Sesta udienza, stesso nulla di fatto. Il dibattimento nel processo a carico di Daniel Domnar, un giovane romeno che il 26 dicembre 2013 causò la morte della piccola Stella Manzi, è stato nuovamente rinviato oggi a causa dell'assenza, per la seconda volta, del giudice titolare. I genitori e i fratelli di Stella, erano appena giunti in Tribunale, il tempo di entrare in aula e sei minuti sono riusciti con il rinvio al prossimo 15 dicembre. 

In aula, questa volta, c'era anche l'imputato dopo l'estradizione dall'Irlanda dove aveva tentato di sfuggire alla giustizia. Domnar infatti, ancora prima di sapere cosa il Gup avesse deciso in merito al suo rinvio a giudizio e dopo aver visto rigettare una proposta oscena di patteggiamento a 4 anni di reclusione, aveva fatto perdere le proprie tracce. Per oltre un anno l'Interpol lo ha cercato ovunque. Poi la svolta: un profilo Facebook con la propria foto lo ha tradito. Dal dicembre 2014 al febbraio 2015. Questa la latitanza del giovane che quella maledetta notte al volante di un'auto rubata, senza assicurazione, senza patente, ubriaco e drogato tentò un folle sorpasso lungo la via Nettunense, centrò l'auto guidata dalla mamma di Stella uccidendo la piccola di nemmeno 9 anni, il cagnolino di famiglia, e mandò all'ospedale la madre e i fratelli. 

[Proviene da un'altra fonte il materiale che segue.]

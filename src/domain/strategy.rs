//! Strategy contract, baseline implementation, and registry.

use crate::domain::bar::{validate_series, PriceBar};
use crate::domain::error::RewindError;
use crate::domain::simulation::SimulationPoint;

/// A strategy maps a validated price series and starting capital to a full
/// daily simulation series. Implementations are pure: identical inputs give
/// bitwise-identical output.
pub trait Strategy {
    fn name(&self) -> &str;

    fn evaluate(
        &self,
        bars: &[PriceBar],
        initial_capital: f64,
    ) -> Result<Vec<SimulationPoint>, RewindError>;
}

impl std::fmt::Debug for dyn Strategy + '_ {
    fn fmt(&self, f: &mut std::fmt::Formatter<'_>) -> std::fmt::Result {
        f.debug_struct("Strategy").field("name", &self.name()).finish()
    }
}

/// Shared precondition check for every strategy: series invariants plus
/// positive capital. Out-of-order input is rejected, never reordered.
pub fn check_inputs(bars: &[PriceBar], initial_capital: f64) -> Result<(), RewindError> {
    validate_series(bars)?;
    if !(initial_capital.is_finite() && initial_capital > 0.0) {
        return Err(RewindError::InvalidInput {
            reason: format!("initial capital must be positive, got {initial_capital}"),
        });
    }
    Ok(())
}

/// Buy at the first close with the full capital, hold the exact share count
/// for the rest of the series. No rebalancing, no rounding.
pub struct BuyAndHold;

impl Strategy for BuyAndHold {
    fn name(&self) -> &str {
        "buy and hold"
    }

    fn evaluate(
        &self,
        bars: &[PriceBar],
        initial_capital: f64,
    ) -> Result<Vec<SimulationPoint>, RewindError> {
        check_inputs(bars, initial_capital)?;

        let shares = initial_capital / bars[0].close;

        let mut points = Vec::with_capacity(bars.len());
        let mut prev_value = f64::NAN;
        let mut running_max = f64::NEG_INFINITY;

        for (i, bar) in bars.iter().enumerate() {
            let value = shares * bar.close;
            let daily_return = if i == 0 { 0.0 } else { value / prev_value - 1.0 };
            if value > running_max {
                running_max = value;
            }

            points.push(SimulationPoint {
                date: bar.date,
                position: shares,
                price: bar.close,
                portfolio_value: value,
                daily_return,
                cumulative_profit: value - initial_capital,
                drawdown: value / running_max - 1.0,
                indicators: bar.indicators.clone(),
            });

            prev_value = value;
        }

        Ok(points)
    }
}

/// Dispatch from strategy name to implementation. Case-insensitive exact
/// match after trimming; no fuzzy or partial matching, so a typo can never
/// silently run the wrong strategy.
pub struct StrategyRegistry {
    strategies: Vec<Box<dyn Strategy>>,
}

impl StrategyRegistry {
    pub fn new() -> Self {
        Self {
            strategies: Vec::new(),
        }
    }

    pub fn register(&mut self, strategy: Box<dyn Strategy>) {
        self.strategies.push(strategy);
    }

    pub fn resolve(&self, name: &str) -> Result<&dyn Strategy, RewindError> {
        let wanted = name.trim().to_lowercase();
        self.strategies
            .iter()
            .find(|s| s.name().to_lowercase() == wanted)
            .map(|s| s.as_ref())
            .ok_or_else(|| RewindError::UnknownStrategy {
                name: name.to_string(),
                registered: self
                    .strategies
                    .iter()
                    .map(|s| s.name())
                    .collect::<Vec<_>>()
                    .join(", "),
            })
    }

    pub fn names(&self) -> Vec<&str> {
        self.strategies.iter().map(|s| s.name()).collect()
    }
}

impl Default for StrategyRegistry {
    fn default() -> Self {
        let mut registry = Self::new();
        registry.register(Box::new(BuyAndHold));
        registry
    }
}
//! Price history access port trait.

use crate::domain::bar::PriceBar;
use crate::domain::error::RewindError;
use chrono::NaiveDate;

/// Supplies validated, chronologically ordered daily price series.
///
/// `query` is a ticker symbol or a company name. Implementations must fail
/// distinguishably: empty query (`InvalidInput`), unknown instrument
/// (`NotFound`), name mapping to several tickers (`AmbiguousTicker`), range
/// with no overlap (`NotFound`), start after end (`InvalidInput`). Omitted
/// bounds default to the instrument's full available range.
pub trait HistoryPort {
    fn get_history(
        &self,
        query: &str,
        start: Option<NaiveDate>,
        end: Option<NaiveDate>,
    ) -> Result<Vec<PriceBar>, RewindError>;

    /// (first date, last date, row count) for the resolved instrument.
    fn available_range(&self, query: &str) -> Result<(NaiveDate, NaiveDate, usize), RewindError>;

    /// All known (ticker, company name) pairs, sorted by ticker.
    fn list_instruments(&self) -> Result<Vec<(String, String)>, RewindError>;
}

Anche la precedente udienza dell'8 settembre venne rinviata per l'assenza del giudice, mancava però l'imputato. Oggi i genitori e i fratelli di Stella hanno incrociato il giovane. Pochi istanti, e questo potrebbe aver attenuato la delusione per l'ennesimo rinvio del processo. "Quando abbiamo saputo che era sparito abbiamo pensato che non lo avremmo mai più visto in aula - hanno detto Giannina ed Ercolino, madre e padre della bambina -. Nonostante la grande fiducia sia nelle forze dell'ordine che della giustizia, lo sconforto era grande anche perché lo avevamo detto da subito che gli arresti domiciliari non sembrano la misura cautelare adatta. Averlo visto qui per rispondere di ciò che ha fatto, in fondo è già una buona cosa".